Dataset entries

• • • • • • •

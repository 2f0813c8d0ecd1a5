//! Staff directory endpoints.

use axum::{Json, Router, extract::State, routing::get};
use portal_common::StaffListing;

use crate::state::AppState;

/// List staff members that can be selected as senders or recipients.
async fn list_staff(State(state): State<AppState>) -> Json<Vec<StaffListing>> {
    Json(state.report_service.directory().listings())
}

pub fn router() -> Router<AppState> {
    Router::new().route("/", get(list_staff))
}
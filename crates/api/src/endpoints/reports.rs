//! Report endpoints.

use axum::{
    Json, Router,
    extract::State,
    http::Method,
    routing::post,
};
use portal_common::{AppError, AppResult};
use portal_core::{ReportDraft, ReportReceipt};

use crate::{extractors::JsonBody, state::AppState};

/// Create a Notion page for a report.
async fn create_report(
    State(state): State<AppState>,
    JsonBody(draft): JsonBody<ReportDraft>,
) -> AppResult<Json<ReportReceipt>> {
    let receipt = state.report_service.submit(draft).await?;
    Ok(Json(receipt))
}

/// Reject every method other than `POST`.
async fn method_not_allowed(method: Method) -> AppError {
    AppError::MethodNotAllowed {
        method,
        allowed: Method::POST,
    }
}

pub fn router() -> Router<AppState> {
    Router::new().route(
        "/create-report",
        post(create_report).fallback(method_not_allowed),
    )
}
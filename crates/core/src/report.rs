//! Report draft model and validation.
//!
//! The same [`ReportDraft`] type is edited by the form on the client and
//! received by the `create-report` handler on the server, so both sides check
//! the same invariants through [`ReportDraft::check`].

use std::fmt;
use std::path::PathBuf;

use chrono::NaiveDate;
use serde::{Deserialize, Serialize};
use thiserror::Error;
use validator::{Validate, ValidationError, ValidationErrors};

/// Whether a report covers a single day or a date range.
#[derive(Debug, Clone, Copy, PartialEq, Eq, Default, Serialize, Deserialize)]
#[serde(rename_all = "lowercase")]
pub enum DateMode {
    /// A single day.
    #[default]
    Single,
    /// A start and end date.
    Range,
}

/// A file picked in the form. Never sent to the server.
#[derive(Debug, Clone, PartialEq, Eq)]
pub struct Attachment {
    /// File name shown in the form.
    pub name: String,
    /// Local path of the file.
    pub path: PathBuf,
    /// Size in bytes.
    pub size: u64,
}

impl Attachment {
    /// Create an attachment handle.
    pub fn new(name: impl Into<String>, path: impl Into<PathBuf>, size: u64) -> Self {
        Self {
            name: name.into(),
            path: path.into(),
            size,
        }
    }
}

/// An in-progress report.
#[derive(Debug, Clone, PartialEq, Eq, Serialize, Deserialize, Validate)]
#[serde(rename_all = "camelCase")]
#[validate(schema(function = "validate_date_range", skip_on_field_errors = false))]
pub struct ReportDraft {
    /// Id of an already persisted report, `None` for a new one.
    #[serde(default)]
    pub id: Option<String>,
    /// Report title. Must not be blank.
    #[serde(default)]
    #[validate(custom(function = "validate_title"))]
    pub title: String,
    /// Free-form description.
    #[serde(default)]
    pub description: Option<String>,
    /// Single day or range.
    #[serde(default)]
    pub date_mode: DateMode,
    /// First (or only) day of the report.
    pub start_date: NaiveDate,
    /// Only meaningful in [`DateMode::Range`].
    #[serde(default)]
    pub end_date: Option<NaiveDate>,
    /// Local staff ids.
    #[serde(default)]
    #[validate(length(min = 1, code = "senders_required"))]
    pub senders: Vec<String>,
    /// Local staff ids.
    #[serde(default)]
    #[validate(length(min = 1, code = "recipients_required"))]
    pub recipients: Vec<String>,
    /// Files picked in the form. Kept on the client.
    #[serde(skip)]
    pub attachments: Vec<Attachment>,
    /// Editor of the last saved report.
    #[serde(default, skip_serializing_if = "Option::is_none")]
    pub last_edited_by: Option<String>,
    /// Notion timestamp of the last saved report.
    #[serde(default, skip_serializing_if = "Option::is_none")]
    pub last_edited_time: Option<String>,
}

impl Default for ReportDraft {
    fn default() -> Self {
        Self::today()
    }
}

impl ReportDraft {
    /// An empty draft starting on `start_date`.
    #[must_use]
    pub const fn new(start_date: NaiveDate) -> Self {
        Self {
            id: None,
            title: String::new(),
            description: None,
            date_mode: DateMode::Single,
            start_date,
            end_date: None,
            senders: Vec::new(),
            recipients: Vec::new(),
            attachments: Vec::new(),
            last_edited_by: None,
            last_edited_time: None,
        }
    }

    /// An empty draft starting on the current local date.
    #[must_use]
    pub fn today() -> Self {
        Self::new(chrono::Local::now().date_naive())
    }

    /// Re-derive the validation outcome from the current field values.
    #[must_use]
    pub fn check(&self) -> ValidationReport {
        match Validate::validate(self) {
            Ok(()) => ValidationReport::default(),
            Err(errors) => ValidationReport::from(&errors),
        }
    }

    /// The end date to send, if the draft is a range with an end date.
    #[must_use]
    pub fn effective_end_date(&self) -> Option<NaiveDate> {
        match self.date_mode {
            DateMode::Range => self.end_date,
            DateMode::Single => None,
        }
    }

    /// Description, or `None` when blank.
    #[must_use]
    pub fn description_text(&self) -> Option<&str> {
        self.description
            .as_deref()
            .filter(|text| !text.trim().is_empty())
    }
}

fn validate_title(title: &str) -> Result<(), ValidationError> {
    if title.trim().is_empty() {
        return Err(ValidationError::new(FieldError::TitleRequired.code()));
    }
    Ok(())
}

// Dates are calendar dates; no timezone is involved in the comparison.
fn validate_date_range(draft: &ReportDraft) -> Result<(), ValidationError> {
    if draft.date_mode != DateMode::Range {
        return Ok(());
    }
    match draft.end_date {
        None => Err(ValidationError::new(FieldError::EndDateRequired.code())),
        Some(end) if end < draft.start_date => {
            Err(ValidationError::new(FieldError::EndDateBeforeStart.code()))
        }
        Some(_) => Ok(()),
    }
}

/// Form field a validation error belongs to.
#[derive(Debug, Clone, Copy, PartialEq, Eq, PartialOrd, Ord, Hash, Serialize)]
#[serde(rename_all = "camelCase")]
pub enum Field {
    /// Report title.
    Title,
    /// Sender selection.
    Senders,
    /// Recipient selection.
    Recipients,
    /// End of the date range.
    EndDate,
}

impl Field {
    /// Wire name of the field.
    #[must_use]
    pub const fn as_str(self) -> &'static str {
        match self {
            Self::Title => "title",
            Self::Senders => "senders",
            Self::Recipients => "recipients",
            Self::EndDate => "endDate",
        }
    }
}

impl fmt::Display for Field {
    fn fmt(&self, f: &mut fmt::Formatter<'_>) -> fmt::Result {
        f.write_str(self.as_str())
    }
}

/// A single invariant violation.
#[derive(Debug, Clone, Copy, PartialEq, Eq, PartialOrd, Ord, Hash, Error)]
pub enum FieldError {
    /// Title is empty or whitespace.
    #[error("A report title is required.")]
    TitleRequired,
    /// No sender selected.
    #[error("Select at least one sender.")]
    SendersRequired,
    /// No recipient selected.
    #[error("Select at least one recipient.")]
    RecipientsRequired,
    /// Range mode without an end date.
    #[error("An end date is required for a date range.")]
    EndDateRequired,
    /// Range ends before it starts.
    #[error("The end date cannot be before the start date.")]
    EndDateBeforeStart,
}

impl FieldError {
    /// The field this error is shown next to.
    #[must_use]
    pub const fn field(self) -> Field {
        match self {
            Self::TitleRequired => Field::Title,
            Self::SendersRequired => Field::Senders,
            Self::RecipientsRequired => Field::Recipients,
            Self::EndDateRequired | Self::EndDateBeforeStart => Field::EndDate,
        }
    }

    /// Validation code.
    #[must_use]
    pub const fn code(self) -> &'static str {
        match self {
            Self::TitleRequired => "title_required",
            Self::SendersRequired => "senders_required",
            Self::RecipientsRequired => "recipients_required",
            Self::EndDateRequired => "end_date_required",
            Self::EndDateBeforeStart => "end_date_before_start",
        }
    }

    fn from_code(code: &str) -> Option<Self> {
        [
            Self::TitleRequired,
            Self::SendersRequired,
            Self::RecipientsRequired,
            Self::EndDateRequired,
            Self::EndDateBeforeStart,
        ]
        .into_iter()
        .find(|e| e.code() == code)
    }
}

/// Outcome of validating a draft. Empty means valid.
#[derive(Debug, Clone, Default, PartialEq, Eq)]
pub struct ValidationReport {
    errors: Vec<FieldError>,
}

impl ValidationReport {
    /// Whether the draft satisfied every invariant.
    #[must_use]
    pub fn is_valid(&self) -> bool {
        self.errors.is_empty()
    }

    /// All errors, ordered by field.
    #[must_use]
    pub fn errors(&self) -> &[FieldError] {
        &self.errors
    }

    /// The error shown next to `field`, if any.
    #[must_use]
    pub fn for_field(&self, field: Field) -> Option<FieldError> {
        self.errors.iter().copied().find(|e| e.field() == field)
    }

    /// Whether `error` is present.
    #[must_use]
    pub fn contains(&self, error: FieldError) -> bool {
        self.errors.contains(&error)
    }
}

impl From<&ValidationErrors> for ValidationReport {
    fn from(errors: &ValidationErrors) -> Self {
        let mut collected: Vec<FieldError> = errors
            .field_errors()
            .into_values()
            .flatten()
            .filter_map(|e| {
                let mapped = FieldError::from_code(e.code.as_ref());
                if mapped.is_none() {
                    tracing::warn!(code = %e.code, "Unmapped validation code");
                }
                mapped
            })
            .collect();
        collected.sort_unstable();
        collected.dedup();
        Self { errors: collected }
    }
}

impl fmt::Display for ValidationReport {
    fn fmt(&self, f: &mut fmt::Formatter<'_>) -> fmt::Result {
        for (i, error) in self.errors.iter().enumerate() {
            if i > 0 {
                f.write_str("; ")?;
            }
            write!(f, "{}: {error}", error.field())?;
        }
        Ok(())
    }
}

/// Person attribution returned with a receipt.
#[derive(Debug, Clone, PartialEq, Eq, Serialize, Deserialize)]
pub struct Editor {
    /// Display name.
    pub name: String,
}

/// Normalized result of a successful submission.
#[derive(Debug, Clone, PartialEq, Eq, Serialize, Deserialize)]
pub struct ReportReceipt {
    /// Notion page id.
    pub id: String,
    /// Who edited the page.
    pub last_edited_by: Editor,
    /// Timestamp as reported by Notion.
    pub last_edited_time: String,
    /// Page URL.
    pub url: String,
}
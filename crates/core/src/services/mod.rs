//! Business logic services.

pub mod report;

pub use report::ReportService;
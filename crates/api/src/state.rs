//! Shared application state.

use portal_core::ReportService;

/// Application state.
#[derive(Clone)]
pub struct AppState {
    /// Report submission service, which also owns the staff directory.
    pub report_service: ReportService,
}

impl AppState {
    /// Create application state.
    #[must_use]
    pub const fn new(report_service: ReportService) -> Self {
        Self { report_service }
    }
}
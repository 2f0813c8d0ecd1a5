//! Report submission service.
//!
//! Turns a [`ReportDraft`] into a Notion page: staff ids are mapped through
//! the directory, the page body is built, and the created page is reduced to
//! a [`ReportReceipt`] for the form.

use std::sync::Arc;

use portal_common::config::{NotionConfig, NotionProperties};
use portal_common::{AppError, AppResult, Config, StaffDirectory};
use serde_json::Value;

use crate::notion::{NotionClient, NotionDate, ReportPage};
use crate::report::{Editor, ReportDraft, ReportReceipt};

/// Service for submitting reports.
#[derive(Clone)]
pub struct ReportService {
    notion: NotionClient,
    directory: StaffDirectory,
    database_id: Arc<str>,
    properties: Arc<NotionProperties>,
    editor_name: Arc<str>,
}

impl ReportService {
    /// Create a new report service.
    #[must_use]
    pub fn new(notion: NotionClient, directory: StaffDirectory, config: &NotionConfig) -> Self {
        Self {
            notion,
            directory,
            database_id: Arc::from(config.database_id.as_str()),
            properties: Arc::new(config.properties.clone()),
            editor_name: Arc::from(config.editor_name.as_str()),
        }
    }

    /// Create a report service and its Notion client from configuration.
    pub fn from_config(config: &Config) -> AppResult<Self> {
        let notion = NotionClient::new(&config.notion)?;
        Ok(Self::new(notion, config.staff_directory(), &config.notion))
    }

    /// The staff directory used for mapping.
    #[must_use]
    pub const fn directory(&self) -> &StaffDirectory {
        &self.directory
    }

    /// Build the Notion `create page` body for a draft.
    #[must_use]
    pub fn build_request_body(&self, draft: &ReportDraft) -> Value {
        let page = ReportPage {
            title: draft.title.trim(),
            description: draft.description_text(),
            date: NotionDate {
                start: draft.start_date,
                end: draft.effective_end_date(),
            },
            senders: self.directory.external_ids(&draft.senders),
            recipients: self.directory.external_ids(&draft.recipients),
        };

        tracing::debug!(
            database_id = %self.database_id,
            senders = page.senders.len(),
            recipients = page.recipients.len(),
            "Prepared report page"
        );

        page.to_request_body(&self.database_id, &self.properties)
    }

    /// Validate a draft and create its page in Notion.
    #[tracing::instrument(skip_all, fields(report_id = draft.id.as_deref().unwrap_or("new")))]
    pub async fn submit(&self, draft: ReportDraft) -> AppResult<ReportReceipt> {
        let report = draft.check();
        if !report.is_valid() {
            return Err(AppError::Validation(report.to_string()));
        }

        let body = self.build_request_body(&draft);
        let page = self.notion.create_page(&body).await?;

        tracing::info!(page_id = %page.id, "Report page created");

        Ok(ReportReceipt {
            id: page.id,
            last_edited_by: Editor {
                name: self.editor_name.to_string(),
            },
            last_edited_time: page.last_edited_time,
            url: page.url,
        })
    }
}
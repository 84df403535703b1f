//! Copyright (c) 2005–2025 IKH Software, Inc.
//!
//! Released under the terms of the GNU Lesser General Public License, version 3.0
//! or (at your option) any later version (LGPL-3.0-or-later).
//!
//! # parcomb-calc
//!
//! A small calculator built on **parcomb**: a hand-written grammar over
//! single digits, braces and `+ - * /`, recognized by recursive descent and
//! evaluated bottom-up by the handler attached to each rule.
//!
//! ## Overview
//!
//! - [`grammar`]: the rule table ([`CalcKind`]) and semantic handlers,
//! - [`calc`](mod@calc): the top-level entry points [`calc()`],
//!   [`calc_strict`] and [`parse`], and their [`Config`],
//! - [`number`]: integer/real values with checked arithmetic,
//! - [`tree`]: parse-tree rendering,
//! - [`error`]: the [`CalcError`] type.
//!
//! ## Example
//!
//! ```rust
//! use parcomb_calc::{calc, Number};
//!
//! // `+`/`-` group tighter than `*`/`/`, and both group to the right.
//! assert_eq!(calc("2*3+4").unwrap(), Number::Int(14));
//! assert_eq!(calc("9-4-2").unwrap(), Number::Int(7));
//!
//! let Number::Real(x) = calc("{2*4}+5*6-7/{1+2}").unwrap() else { panic!() };
//! assert!((x + 13.0 / 3.0).abs() < 1e-12);
//! ```
pub mod calc;
pub mod error;
pub mod grammar;
pub mod number;
pub mod tree;

pub use calc::{Config, Evaluation, calc, calc_strict, parse};
pub use error::CalcError;
pub use grammar::{CalcGrammar, CalcKind, CalcSymbol, calc_grammar};
pub use number::{ArithmeticFailure, Number};
pub use tree::TreeDisplay;
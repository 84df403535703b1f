//! Input positions and spans.
//!
//! [`Input`] is a cheap, copyable view of the unconsumed suffix of the text
//! being parsed. Advancing an `Input` produces a new value pointing further
//! into the same borrowed source; the text itself is never copied, so a
//! failed alternative can simply keep using the `Input` it started from.

/// A half-open byte range of the source: `[start, end)`.
///
/// Every [`Symbol`](crate::Symbol) records the span of input it was matched
/// from.
#[derive(Debug, Clone, Default, Copy, PartialEq, Eq, PartialOrd, Ord, Hash)]
pub struct Span {
    pub start: usize,
    pub end: usize,
}

impl Span {
    /// Creates a new `Span`.
    #[inline]
    pub const fn new(start: usize, end: usize) -> Self {
        Self { start, end }
    }

    /// Number of bytes covered.
    #[inline]
    pub fn len(&self) -> usize {
        self.end.saturating_sub(self.start)
    }

    /// Is this span empty (start == end)?
    #[inline]
    pub fn is_empty(&self) -> bool {
        self.start == self.end
    }

    /// Pretty-print for diagnostics (human-readable).
    #[inline]
    pub fn display(&self) -> String {
        format!("span {} to {}", self.start, self.end)
    }
}

/// The unconsumed suffix of a source string, identified by position.
#[derive(Debug, Clone, Copy, PartialEq, Eq)]
pub struct Input<'a> {
    src: &'a str,
    pos: usize,
}

impl<'a> Input<'a> {
    /// Creates an input positioned at the start of `src`.
    pub fn new(src: &'a str) -> Self {
        Self { src, pos: 0 }
    }

    /// Byte offset of this suffix within the full source.
    #[inline]
    pub fn pos(&self) -> usize {
        self.pos
    }

    /// The full source this input was created from.
    #[inline]
    pub fn source(&self) -> &'a str {
        self.src
    }

    /// The unconsumed text.
    #[inline]
    pub fn remaining(&self) -> &'a str {
        &self.src[self.pos..]
    }

    /// Length of the unconsumed text in bytes.
    #[inline]
    pub fn len(&self) -> usize {
        self.src.len() - self.pos
    }

    #[inline]
    pub fn is_empty(&self) -> bool {
        self.pos >= self.src.len()
    }

    /// The next character, if any.
    #[inline]
    pub fn peek(&self) -> Option<char> {
        self.remaining().chars().next()
    }

    /// Returns the input with the next character consumed, together with
    /// that character. `None` at end of input.
    pub fn advance(&self) -> Option<(char, Input<'a>)> {
        let c = self.peek()?;
        Some((
            c,
            Input {
                src: self.src,
                pos: self.pos + c.len_utf8(),
            },
        ))
    }

    /// Span from this position up to (excluding) `rest`'s position.
    #[inline]
    pub fn span_to(&self, rest: &Input<'a>) -> Span {
        Span::new(self.pos, rest.pos)
    }
}

impl<'a> From<&'a str> for Input<'a> {
    fn from(src: &'a str) -> Self {
        Input::new(src)
    }
}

• • • • • • •

● **Exercise instructions**
Provide an exact transcript of the lines from the one that holds "impl<'a> From<&'a str>" through the final line of the data above.

● **Answer area**
impl<'a> From<&'a str> for Input<'a> {
    fn from(src: &'a str) -> Self {
        Input::new(src)
    }
}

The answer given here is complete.